ACTIVITY: A single number is wanted: how many lines of the records below contain the word "filter".

EXERCISE DATA Block Start

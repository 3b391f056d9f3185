//! Quality gate — intent-keyed thresholds and the binary publish decision.
//!
//! Thresholds are resolved per research intent, with a stricter variant for
//! strict mode. The verdict is hard: any failed threshold fails the gate,
//! and the structured explanation carries each metric's actual and required
//! values plus a remediation hint for the report composer's
//! insufficient-evidence output. All comparisons are boundary-inclusive: a
//! metric exactly at its floor (or ceiling) passes.

use super::metrics::QualityMetrics;
use crate::error::ConfigError;
use crate::types::Intent;
use serde::{Deserialize, Serialize};
use std::collections::HashMap;

/// Minimum/maximum values one intent requires of a run's metrics.
#[derive(Debug, Clone, Copy, PartialEq, Serialize, Deserialize)]
pub struct QualityThresholds {
    pub min_primary_share: f64,
    pub min_triangulation_rate: f64,
    pub max_domain_concentration: f64,
    pub min_unique_domains: usize,
    pub min_recent_primary: usize,
    pub min_triangulated_clusters: usize,
}

/// Strict and lenient variants for one intent.
#[derive(Debug, Clone, Copy, PartialEq, Serialize, Deserialize)]
pub struct IntentThresholds {
    pub strict: QualityThresholds,
    pub lenient: QualityThresholds,
}

/// The full intent-keyed threshold table. Keys are intent names so the
/// table round-trips through TOML/JSON configuration.
#[derive(Debug, Clone, PartialEq, Serialize, Deserialize)]
pub struct ThresholdTable {
    pub intents: HashMap<String, IntentThresholds>,
}

impl Default for ThresholdTable {
    fn default() -> Self {
        let mut intents = HashMap::new();
        intents.insert(
            Intent::Stats.as_str().to_string(),
            IntentThresholds {
                strict: QualityThresholds {
                    min_primary_share: 0.55,
                    min_triangulation_rate: 0.50,
                    max_domain_concentration: 0.70,
                    min_unique_domains: 3,
                    min_recent_primary: 3,
                    min_triangulated_clusters: 2,
                },
                lenient: QualityThresholds {
                    min_primary_share: 0.40,
                    min_triangulation_rate: 0.40,
                    max_domain_concentration: 0.80,
                    min_unique_domains: 2,
                    min_recent_primary: 2,
                    min_triangulated_clusters: 1,
                },
            },
        );
        intents.insert(
            Intent::Travel.as_str().to_string(),
            IntentThresholds {
                strict: QualityThresholds {
                    min_primary_share: 0.35,
                    min_triangulation_rate: 0.40,
                    max_domain_concentration: 0.75,
                    min_unique_domains: 3,
                    min_recent_primary: 2,
                    min_triangulated_clusters: 2,
                },
                lenient: QualityThresholds {
                    min_primary_share: 0.20,
                    min_triangulation_rate: 0.30,
                    max_domain_concentration: 0.85,
                    min_unique_domains: 2,
                    min_recent_primary: 1,
                    min_triangulated_clusters: 1,
                },
            },
        );
        intents.insert(
            Intent::Medical.as_str().to_string(),
            IntentThresholds {
                strict: QualityThresholds {
                    min_primary_share: 0.60,
                    min_triangulation_rate: 0.50,
                    max_domain_concentration: 0.65,
                    min_unique_domains: 4,
                    min_recent_primary: 3,
                    min_triangulated_clusters: 3,
                },
                lenient: QualityThresholds {
                    min_primary_share: 0.50,
                    min_triangulation_rate: 0.40,
                    max_domain_concentration: 0.75,
                    min_unique_domains: 3,
                    min_recent_primary: 2,
                    min_triangulated_clusters: 2,
                },
            },
        );
        intents.insert(
            Intent::Default.as_str().to_string(),
            IntentThresholds {
                strict: QualityThresholds {
                    min_primary_share: 0.50,
                    min_triangulation_rate: 0.40,
                    max_domain_concentration: 0.70,
                    min_unique_domains: 3,
                    min_recent_primary: 2,
                    min_triangulated_clusters: 2,
                },
                lenient: QualityThresholds {
                    min_primary_share: 0.30,
                    min_triangulation_rate: 0.30,
                    max_domain_concentration: 0.80,
                    min_unique_domains: 2,
                    min_recent_primary: 1,
                    min_triangulated_clusters: 1,
                },
            },
        );
        Self { intents }
    }
}

impl ThresholdTable {
    /// Resolve the threshold bundle for an intent. A missing intent is a
    /// configuration defect and fails loudly.
    pub fn resolve(
        &self,
        intent: Intent,
        strict: bool,
    ) -> Result<QualityThresholds, ConfigError> {
        let bundle = self.intents.get(intent.as_str()).ok_or_else(|| {
            ConfigError::MalformedThresholds {
                message: format!("no thresholds configured for intent '{}'", intent),
            }
        })?;
        Ok(if strict { bundle.strict } else { bundle.lenient })
    }

    /// Validate that every known intent has an entry and no entry names an
    /// unknown intent.
    pub fn validate(&self) -> Result<(), ConfigError> {
        for intent in Intent::ALL {
            if !self.intents.contains_key(intent.as_str()) {
                return Err(ConfigError::MalformedThresholds {
                    message: format!("missing threshold entry for intent '{}'", intent),
                });
            }
        }
        for name in self.intents.keys() {
            name.parse::<Intent>()?;
        }
        Ok(())
    }
}

/// Comparison direction for one gate check.
#[derive(Debug, Clone, Copy, PartialEq, Eq, Serialize, Deserialize)]
#[serde(rename_all = "snake_case")]
pub enum Direction {
    AtLeast,
    AtMost,
}

/// One metric's gate check with its actual and required values.
#[derive(Debug, Clone, Serialize, Deserialize)]
pub struct MetricCheck {
    pub metric: String,
    pub actual: f64,
    pub required: f64,
    pub direction: Direction,
    pub passed: bool,
    /// Remediation hint, present on failed checks.
    #[serde(default, skip_serializing_if = "Option::is_none")]
    pub hint: Option<String>,
}

/// The gate's binary decision with its structured explanation.
#[derive(Debug, Clone, Serialize, Deserialize)]
pub struct GateVerdict {
    pub passed: bool,
    pub intent: Intent,
    pub strict: bool,
    pub checks: Vec<MetricCheck>,
    /// Human-readable failure summary; empty on pass.
    pub summary: String,
}

/// Evaluate a run's metrics against resolved thresholds.
pub fn evaluate_gate(
    metrics: &QualityMetrics,
    thresholds: &QualityThresholds,
    intent: Intent,
    strict: bool,
) -> GateVerdict {
    let checks = vec![
        check(
            "primary_share",
            metrics.primary_share,
            thresholds.min_primary_share,
            Direction::AtLeast,
            "collect more primary sources (official statistics, peer-reviewed work)",
        ),
        check(
            "triangulation_rate",
            metrics.triangulation_rate,
            thresholds.min_triangulation_rate,
            Direction::AtLeast,
            "gather corroborating coverage of the same facts from additional outlets",
        ),
        check(
            "domain_concentration",
            metrics.domain_concentration,
            thresholds.max_domain_concentration,
            Direction::AtMost,
            "diversify sources; one domain dominates the evidence",
        ),
        check(
            "unique_domains",
            metrics.unique_domains as f64,
            thresholds.min_unique_domains as f64,
            Direction::AtLeast,
            "search additional independent domains",
        ),
        check(
            "recent_primary",
            metrics.recent_primary as f64,
            thresholds.min_recent_primary as f64,
            Direction::AtLeast,
            "find more recently published primary sources",
        ),
        check(
            "triangulated_clusters",
            metrics.triangulated_clusters as f64,
            thresholds.min_triangulated_clusters as f64,
            Direction::AtLeast,
            "not enough independently corroborated facts; broaden the search",
        ),
    ];

    let passed = checks.iter().all(|c| c.passed);
    let summary = if passed {
        String::new()
    } else {
        let failures: Vec<String> = checks
            .iter()
            .filter(|c| !c.passed)
            .map(|c| {
                format!(
                    "{} is {:.2} (required {} {:.2})",
                    c.metric,
                    c.actual,
                    match c.direction {
                        Direction::AtLeast => ">=",
                        Direction::AtMost => "<=",
                    },
                    c.required
                )
            })
            .collect();
        format!("insufficient evidence quality: {}", failures.join("; "))
    };

    GateVerdict {
        passed,
        intent,
        strict,
        checks,
        summary,
    }
}

fn check(
    metric: &str,
    actual: f64,
    required: f64,
    direction: Direction,
    hint: &str,
) -> MetricCheck {
    let passed = match direction {
        Direction::AtLeast => actual >= required,
        Direction::AtMost => actual <= required,
    };
    MetricCheck {
        metric: metric.to_string(),
        actual,
        required,
        direction,
        passed,
        hint: if passed { None } else { Some(hint.to_string()) },
    }
}

/// Classify a research topic into an intent from keyword cues. Used only
/// when the caller supplies no externally classified intent.
pub fn classify_intent(topic: &str) -> Intent {
    let lowered = topic.to_lowercase();
    const STATS_CUES: &[&str] = &[
        "rate", "gdp", "inflation", "unemployment", "statistics", "percent", "income",
        "revenue", "tax", "population", "emissions", "growth",
    ];
    const TRAVEL_CUES: &[&str] = &[
        "travel", "tourism", "tourist", "visa", "flight", "hotel", "destination", "airline",
    ];
    const MEDICAL_CUES: &[&str] = &[
        "medical", "health", "disease", "vaccine", "vaccination", "clinical", "mortality",
        "treatment", "drug", "dosage",
    ];

    let hits = |cues: &[&str]| cues.iter().filter(|c| lowered.contains(*c)).count();
    let (stats, travel, medical) = (hits(STATS_CUES), hits(TRAVEL_CUES), hits(MEDICAL_CUES));

    let best = stats.max(travel).max(medical);
    if best == 0 {
        Intent::Default
    } else if medical == best {
        // Medical wins ties: its thresholds are the most conservative.
        Intent::Medical
    } else if stats == best {
        Intent::Stats
    } else {
        Intent::Travel
    }
}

EXERCISE DATA Block End

SOLUTION: 2